On the Wedding day, it is essential to focus on all the people who love you and have come to support the your wedding. So often I attend weddings where no one takes the authority to play host to all the attendees. I often watch weddings were no one is moving the guests through the evenings events and no one knows what's going on. According to The Art of Gathering, a great host makes sure that the guests are fully immersed and engaged with the evening and having a wonderful time, Priya calls this "acting with Generous Authority." Often times weddings just go down the check list of traditional things that happen at a wedding and don't ask themselves if those moments are important to them. The Art of Gathering gives you permission let go of traditions that are just around for tradition sake and focus on the moments and people that are present.

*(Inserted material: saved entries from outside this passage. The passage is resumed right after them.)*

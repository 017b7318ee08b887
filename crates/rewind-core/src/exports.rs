//! Export interception.
//!
//! A [`WrappedExport`] turns one synchronous module export into an async
//! call. The driving loop repeats the export until the module stops
//! unwinding:
//!
//! ```text
//! assert None ─► call export ─► state == Unwinding? ──no──► assert None ─► results
//!                    ▲                 │ yes
//!                    │          stop_unwind, await pending value,
//!                    │          assert None, start_rewind
//!                    └─────────────────┘
//! ```

use std::collections::{BTreeMap, HashMap};
use std::sync::Arc;
use std::time::Instant;

use tracing::{debug, warn};
use wasmtime::{Func, FuncType, Store, Val};

use crate::context::AsyncifyContext;
use crate::controller::{ControlOps, classify, recover};
use rewind_common::{ExecutionState, ProtocolStateError, RuntimeError};

/// Async wrapper around a module export.
///
/// Cheap to clone. Asking an instance for the same function twice, under
/// the same name or an alias, returns wrappers that are
/// [`ptr_eq`](Self::ptr_eq).
#[derive(Clone)]
pub struct WrappedExport {
    inner: Arc<ExportInner>,
}

struct ExportInner {
    name: String,
    func: Func,
    ty: FuncType,
}

impl WrappedExport {
    /// The first name this function was exported under.
    pub fn name(&self) -> &str {
        &self.inner.name
    }

    pub fn ty(&self) -> &FuncType {
        &self.inner.ty
    }

    /// Returns `true` if both handles wrap the same export.
    pub fn ptr_eq(&self, other: &Self) -> bool {
        Arc::ptr_eq(&self.inner, &other.inner)
    }

    fn result_buffer(&self) -> Vec<Val> {
        vec![Val::I32(0); self.inner.ty.results().len()]
    }
}

impl std::fmt::Debug for WrappedExport {
    fn fmt(&self, f: &mut std::fmt::Formatter<'_>) -> std::fmt::Result {
        f.debug_struct("WrappedExport")
            .field("name", &self.inner.name)
            .field("ty", &self.inner.ty)
            .finish_non_exhaustive()
    }
}

/// Per-instance cache of export wrappers.
///
/// Wrappers are keyed by function index, so every name that exports the
/// same function resolves to one wrapper.
#[derive(Default)]
pub(crate) struct ExportRegistry {
    by_name: BTreeMap<String, WrappedExport>,
    by_index: HashMap<u32, WrappedExport>,
}

impl ExportRegistry {
    /// Wrap `func`, exported as `name`. `index` is the module's function
    /// index, when known.
    pub(crate) fn wrap(
        &mut self,
        name: &str,
        index: Option<u32>,
        func: Func,
        ty: FuncType,
    ) -> WrappedExport {
        if let Some(existing) = self.by_name.get(name) {
            return existing.clone();
        }

        let wrapped = match index.and_then(|index| self.by_index.get(&index)) {
            Some(alias) => alias.clone(),
            None => WrappedExport {
                inner: Arc::new(ExportInner {
                    name: name.to_string(),
                    func,
                    ty,
                }),
            },
        };

        if let Some(index) = index {
            self.by_index.entry(index).or_insert_with(|| wrapped.clone());
        }
        self.by_name.insert(name.to_string(), wrapped.clone());
        wrapped
    }

    pub(crate) fn get(&self, name: &str) -> Option<WrappedExport> {
        self.by_name.get(name).cloned()
    }

    /// Returns `true` if `export` was created by this registry.
    pub(crate) fn owns(&self, export: &WrappedExport) -> bool {
        self.by_name
            .get(export.name())
            .is_some_and(|own| own.ptr_eq(export))
    }

    /// Every exported name, aliases included.
    pub(crate) fn names(&self) -> impl Iterator<Item = &str> {
        self.by_name.keys().map(String::as_str)
    }

    /// Number of distinct wrapped functions.
    pub(crate) fn len(&self) -> usize {
        self.by_name
            .iter()
            .filter(|(name, export)| export.name() == name.as_str())
            .count()
    }
}

/// Run one logical export call to completion, suspending as often as the
/// module's imports ask to.
///
/// `segment_ticks` re-arms the epoch deadline before each synchronous
/// segment when epoch interruption is enabled.
pub(crate) async fn drive(
    store: &mut Store<AsyncifyContext>,
    export: &WrappedExport,
    args: &[Val],
    segment_ticks: Option<u64>,
) -> Result<Vec<Val>, RuntimeError> {
    let (ops, data_addr) = {
        let controller = store.data().controller()?;
        (controller.ops(), controller.data_addr())
    };

    ops.assert_idle(&mut *store, "export call").map_err(classify)?;
    if !store.data().controller()?.pending().is_empty() {
        return Err(ProtocolStateError::StaleSuspension.into());
    }

    let mut results = export.result_buffer();
    run_segment(store, export, args, &mut results, segment_ticks)?;

    while unwinding(store, &ops)? {
        if let Err(err) = ops.stop_unwind(&mut *store) {
            reset(store);
            return Err(classify(err));
        }

        let future = match store.data_mut().controller_mut()?.pending.begin_settle() {
            Ok(future) => future,
            Err(err) => {
                reset(store);
                return Err(err.into());
            }
        };

        debug!(export = export.name(), "Awaiting suspended host value");
        let started = Instant::now();
        let settled = future.await;
        store.data_mut().metrics.suspended += started.elapsed();

        let values = match settled {
            Ok(values) => values,
            Err(err) => {
                warn!(export = export.name(), error = %err, "Suspended host value failed");
                reset(store);
                return Err(err.into());
            }
        };
        store.data_mut().controller_mut()?.pending.resolve(values);

        if let Err(err) = ops.assert_idle(&mut *store, "rewind") {
            reset(store);
            return Err(classify(err));
        }
        if let Err(err) = ops.start_rewind(&mut *store, data_addr) {
            reset(store);
            return Err(classify(err));
        }
        store.data_mut().metrics.rewinds += 1;
        debug!(export = export.name(), data_addr, "Rewinding");

        run_segment(store, export, args, &mut results, segment_ticks)?;
    }

    if let Err(err) = ops.assert_idle(&mut *store, "export return") {
        reset(store);
        return Err(classify(err));
    }
    if !store.data().controller()?.pending().is_empty() {
        reset(store);
        return Err(ProtocolStateError::UnconsumedValue.into());
    }

    store.data_mut().metrics.calls += 1;
    Ok(results)
}

fn unwinding(store: &mut Store<AsyncifyContext>, ops: &ControlOps) -> Result<bool, RuntimeError> {
    match ops.state(&mut *store) {
        Ok(state) => Ok(state == ExecutionState::Unwinding),
        Err(err) => {
            reset(store);
            Err(classify(err))
        }
    }
}

fn run_segment(
    store: &mut Store<AsyncifyContext>,
    export: &WrappedExport,
    args: &[Val],
    results: &mut [Val],
    segment_ticks: Option<u64>,
) -> Result<(), RuntimeError> {
    if let Some(ticks) = segment_ticks {
        store.set_epoch_deadline(ticks);
    }

    if let Err(err) = export.inner.func.call(&mut *store, args, results) {
        let err = classify(err);
        reset(store);
        return Err(err);
    }
    Ok(())
}

/// Best-effort return to idle; the original error is what the caller sees.
fn reset(store: &mut Store<AsyncifyContext>) {
    if let Err(err) = recover(store) {
        warn!(error = %err, "Failed to reset instance after error");
    }
}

Covid reminded us that having any people around to witness our love mattered and they deserve to feel important too. Creating the bulk of Bride and Groom formals before the wedding is both fun for the couple and fun for the guests too.

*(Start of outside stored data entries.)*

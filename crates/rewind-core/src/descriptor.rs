//! Save-area descriptor resolution.
//!
//! Asyncify keeps a two-word descriptor in linear memory: the current write
//! position and the end of the region where unwound frames are stored. This
//! module finds the descriptor address, seeds it when the module left it
//! zeroed, and registers a hook that keeps the end aligned with the live
//! stack pointer.

use tracing::debug;
use wasmtime::{AsContext, AsContextMut, Extern, Global, Instance, Memory};

use rewind_common::{AsyncifyConfig, DESCRIPTOR_SIZE, RuntimeError};

/// The two words at the descriptor address.
#[derive(Debug, Clone, Copy, Default, PartialEq, Eq)]
pub struct SaveAreaDescriptor {
    /// Next free byte of the save area.
    pub start: u32,
    /// End of the save area (exclusive).
    pub end: u32,
}

impl SaveAreaDescriptor {
    /// Read the descriptor at `addr`.
    ///
    /// # Errors
    ///
    /// Returns [`RuntimeError::Memory`] if the descriptor lies outside memory.
    pub fn read(memory: Memory, store: impl AsContext, addr: u32) -> Result<Self, RuntimeError> {
        let mut buf = [0u8; DESCRIPTOR_SIZE as usize];
        memory
            .read(store, addr as usize, &mut buf)
            .map_err(|e| RuntimeError::memory(addr, e.to_string()))?;
        Ok(Self::from_bytes(buf))
    }

    /// Write both words at `addr`.
    ///
    /// # Errors
    ///
    /// Returns [`RuntimeError::Memory`] if the descriptor lies outside memory.
    pub fn write(
        &self,
        memory: Memory,
        store: impl AsContextMut,
        addr: u32,
    ) -> Result<(), RuntimeError> {
        memory
            .write(store, addr as usize, &self.to_bytes())
            .map_err(|e| RuntimeError::memory(addr, e.to_string()))
    }

    /// Overwrite only the start word.
    ///
    /// # Errors
    ///
    /// Returns [`RuntimeError::Memory`] if the word lies outside memory.
    pub fn write_start(
        memory: Memory,
        store: impl AsContextMut,
        addr: u32,
        start: u32,
    ) -> Result<(), RuntimeError> {
        write_word(memory, store, addr, start)
    }

    /// Overwrite only the end word.
    ///
    /// # Errors
    ///
    /// Returns [`RuntimeError::Memory`] if the word lies outside memory.
    pub fn write_end(
        memory: Memory,
        store: impl AsContextMut,
        addr: u32,
        end: u32,
    ) -> Result<(), RuntimeError> {
        write_word(memory, store, addr.saturating_add(4), end)
    }

    /// Both words zero: nothing has set up the save area yet.
    pub fn is_uninitialized(&self) -> bool {
        self.start == 0 && self.end == 0
    }

    /// Bytes still available for unwound frames.
    pub fn capacity(&self) -> u32 {
        self.end.saturating_sub(self.start)
    }

    pub fn to_bytes(&self) -> [u8; DESCRIPTOR_SIZE as usize] {
        let mut buf = [0u8; DESCRIPTOR_SIZE as usize];
        buf[..4].copy_from_slice(&self.start.to_le_bytes());
        buf[4..].copy_from_slice(&self.end.to_le_bytes());
        buf
    }

    pub fn from_bytes(buf: [u8; DESCRIPTOR_SIZE as usize]) -> Self {
        Self {
            start: u32::from_le_bytes([buf[0], buf[1], buf[2], buf[3]]),
            end: u32::from_le_bytes([buf[4], buf[5], buf[6], buf[7]]),
        }
    }
}

fn write_word(
    memory: Memory,
    store: impl AsContextMut,
    addr: u32,
    value: u32,
) -> Result<(), RuntimeError> {
    memory
        .write(store, addr as usize, &value.to_le_bytes())
        .map_err(|e| RuntimeError::memory(addr, e.to_string()))
}

/// Keeps the descriptor end equal to the live stack pointer.
///
/// Frames saved during an unwind must not overwrite the shadow stack, so the
/// end word is refreshed immediately before every `start_unwind`.
#[derive(Debug, Clone, Copy)]
pub struct StackHook {
    stack_pointer: Global,
}

impl StackHook {
    /// Write the current stack pointer into the descriptor end word.
    ///
    /// # Errors
    ///
    /// Returns an error if the stack pointer is not an i32 global or the
    /// descriptor cannot be written.
    pub fn refresh(
        &self,
        memory: Memory,
        mut store: impl AsContextMut,
        data_addr: u32,
    ) -> Result<u32, RuntimeError> {
        let end = global_addr(self.stack_pointer, &mut store, "stack pointer")?;
        SaveAreaDescriptor::write_end(memory, &mut store, data_addr, end)?;
        debug!(data_addr, end, "Save area end refreshed from stack pointer");
        Ok(end)
    }
}

/// How the descriptor got its initial contents.
#[derive(Debug, Clone, Copy, PartialEq, Eq)]
pub enum Seeding {
    /// The module initialized it; left untouched.
    Existing,
    /// Seeded from the low-stack mark and the stack pointer.
    StackSymbols,
    /// Seeded with the configured defaults.
    Defaults,
}

/// The resolved save area of one instance.
#[derive(Debug, Clone, Copy)]
pub struct SaveArea {
    /// Address of the descriptor in linear memory.
    pub data_addr: u32,
    /// Descriptor contents right after resolution.
    pub descriptor: SaveAreaDescriptor,
    pub stack_hook: Option<StackHook>,
    pub seeding: Seeding,
}

/// Find the descriptor address.
///
/// Uses the explicit data address export when present, either as a global
/// or as a nullary function returning i32, and the configured default
/// otherwise.
///
/// # Errors
///
/// Returns an error if the export exists but is not an i32 global or
/// `() -> i32` function, or if calling it traps.
pub fn resolve_data_addr(
    instance: &Instance,
    mut store: impl AsContextMut,
    config: &AsyncifyConfig,
) -> Result<u32, RuntimeError> {
    let name = &config.data_addr_export;
    match instance.get_export(&mut store, name) {
        Some(Extern::Global(global)) => global_addr(global, &mut store, name),
        Some(Extern::Func(func)) => {
            let func = func.typed::<(), i32>(&store).map_err(|e| {
                RuntimeError::invalid_config(format!("{name} must have type () -> i32: {e}"))
            })?;
            let raw = func
                .call(&mut store, ())
                .map_err(|e| RuntimeError::trap(format!("{name} trapped: {e}")))?;
            Ok(addr_from_i32(raw))
        }
        Some(_) => Err(RuntimeError::invalid_config(format!(
            "{name} must be a global or a function"
        ))),
        None => Ok(config.default_data_addr),
    }
}

/// Resolve the descriptor address and seed the descriptor if it is zeroed.
///
/// # Errors
///
/// Returns an error if the address cannot be resolved or the descriptor
/// lies outside memory.
pub fn resolve(
    instance: &Instance,
    mut store: impl AsContextMut,
    memory: Memory,
    config: &AsyncifyConfig,
) -> Result<SaveArea, RuntimeError> {
    let data_addr = resolve_data_addr(instance, &mut store, config)?;

    let existing = SaveAreaDescriptor::read(memory, &store, data_addr)?;
    if !existing.is_uninitialized() {
        debug!(
            data_addr,
            start = existing.start,
            end = existing.end,
            "Save area already initialized"
        );
        return Ok(SaveArea {
            data_addr,
            descriptor: existing,
            stack_hook: None,
            seeding: Seeding::Existing,
        });
    }

    let stack_low = instance.get_global(&mut store, &config.stack_low_export);
    let stack_pointer = instance.get_global(&mut store, &config.stack_pointer_export);

    let (descriptor, stack_hook, seeding) = match (stack_low, stack_pointer) {
        (Some(low), Some(pointer)) => {
            let start = global_addr(low, &mut store, &config.stack_low_export)?;
            let end = global_addr(pointer, &mut store, &config.stack_pointer_export)?;
            (
                SaveAreaDescriptor { start, end },
                Some(StackHook {
                    stack_pointer: pointer,
                }),
                Seeding::StackSymbols,
            )
        }
        _ => (
            SaveAreaDescriptor {
                start: config.default_save_area_start(data_addr),
                end: config.default_save_area_end,
            },
            None,
            Seeding::Defaults,
        ),
    };

    descriptor.write(memory, &mut store, data_addr)?;
    debug!(
        data_addr,
        start = descriptor.start,
        end = descriptor.end,
        seeding = ?seeding,
        "Save area seeded"
    );

    Ok(SaveArea {
        data_addr,
        descriptor,
        stack_hook,
        seeding,
    })
}

fn global_addr(
    global: Global,
    store: impl AsContextMut,
    name: &str,
) -> Result<u32, RuntimeError> {
    global
        .get(store)
        .i32()
        .map(addr_from_i32)
        .ok_or_else(|| RuntimeError::invalid_config(format!("{name} must be an i32 global")))
}

/// Reinterpret a wasm i32 as a linear-memory address.
#[allow(clippy::cast_sign_loss)]
pub(crate) fn addr_from_i32(raw: i32) -> u32 {
    raw as u32
}

#[allow(clippy::cast_possible_wrap)]
pub(crate) fn addr_to_i32(addr: u32) -> i32 {
    addr as i32
}

#[cfg(test)]
mod tests {
    use super::*;

    #[test]
    fn test_descriptor_layout() {
        let descriptor = SaveAreaDescriptor {
            start: 24,
            end: 1024,
        };
        let bytes = descriptor.to_bytes();

        assert_eq!(&bytes[..4], &24u32.to_le_bytes());
        assert_eq!(&bytes[4..], &1024u32.to_le_bytes());
        assert_eq!(SaveAreaDescriptor::from_bytes(bytes), descriptor);
        assert_eq!(descriptor.capacity(), 1000);
    }

    #[test]
    fn test_uninitialized() {
        assert!(SaveAreaDescriptor::default().is_uninitialized());
        assert!(!SaveAreaDescriptor { start: 0, end: 8 }.is_uninitialized());
        assert!(!SaveAreaDescriptor { start: 8, end: 0 }.is_uninitialized());
    }

    #[test]
    fn test_capacity_saturates() {
        let exhausted = SaveAreaDescriptor {
            start: 2048,
            end: 1024,
        };
        assert_eq!(exhausted.capacity(), 0);
    }

    #[test]
    fn test_address_reinterpretation() {
        assert_eq!(addr_from_i32(16), 16);
        assert_eq!(addr_from_i32(-1), u32::MAX);
        assert_eq!(addr_to_i32(u32::MAX), -1);
    }
}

I've said it before and I'll say it again, one of the best modern traditions is capturing the formal Bride & Groom portraits before the wedding. Creating a time where the bride and groom can just enjoy being together without the stress of a whole wedding event looming or guests waiting is one of the most enjoyable ways to capture great images. Carving out time to create portraits that you will treasure forever is the gift newlyweds can give themselves. From a photographers stand point, it is easier to create rich, emotion filled, storytelling portraits when it is just the bride and groom alone.The wedding day is over in a blink of an eye, make it last longer with a formal Bride & groom session. Your kids will thank you for it when they gaze up at their mom & dad and realize that it all started in a wedding dress and suit.
If you have a wedding on the horizon, I strongly suggest listening to the above mentioned podcast or reading Priya Parkers book "The Art of Gathering." I promise by implementing a few of her techniques you will create a more special wedding for everyone involved. Anybody who hosts any type of gathering will benefit from her wisdom.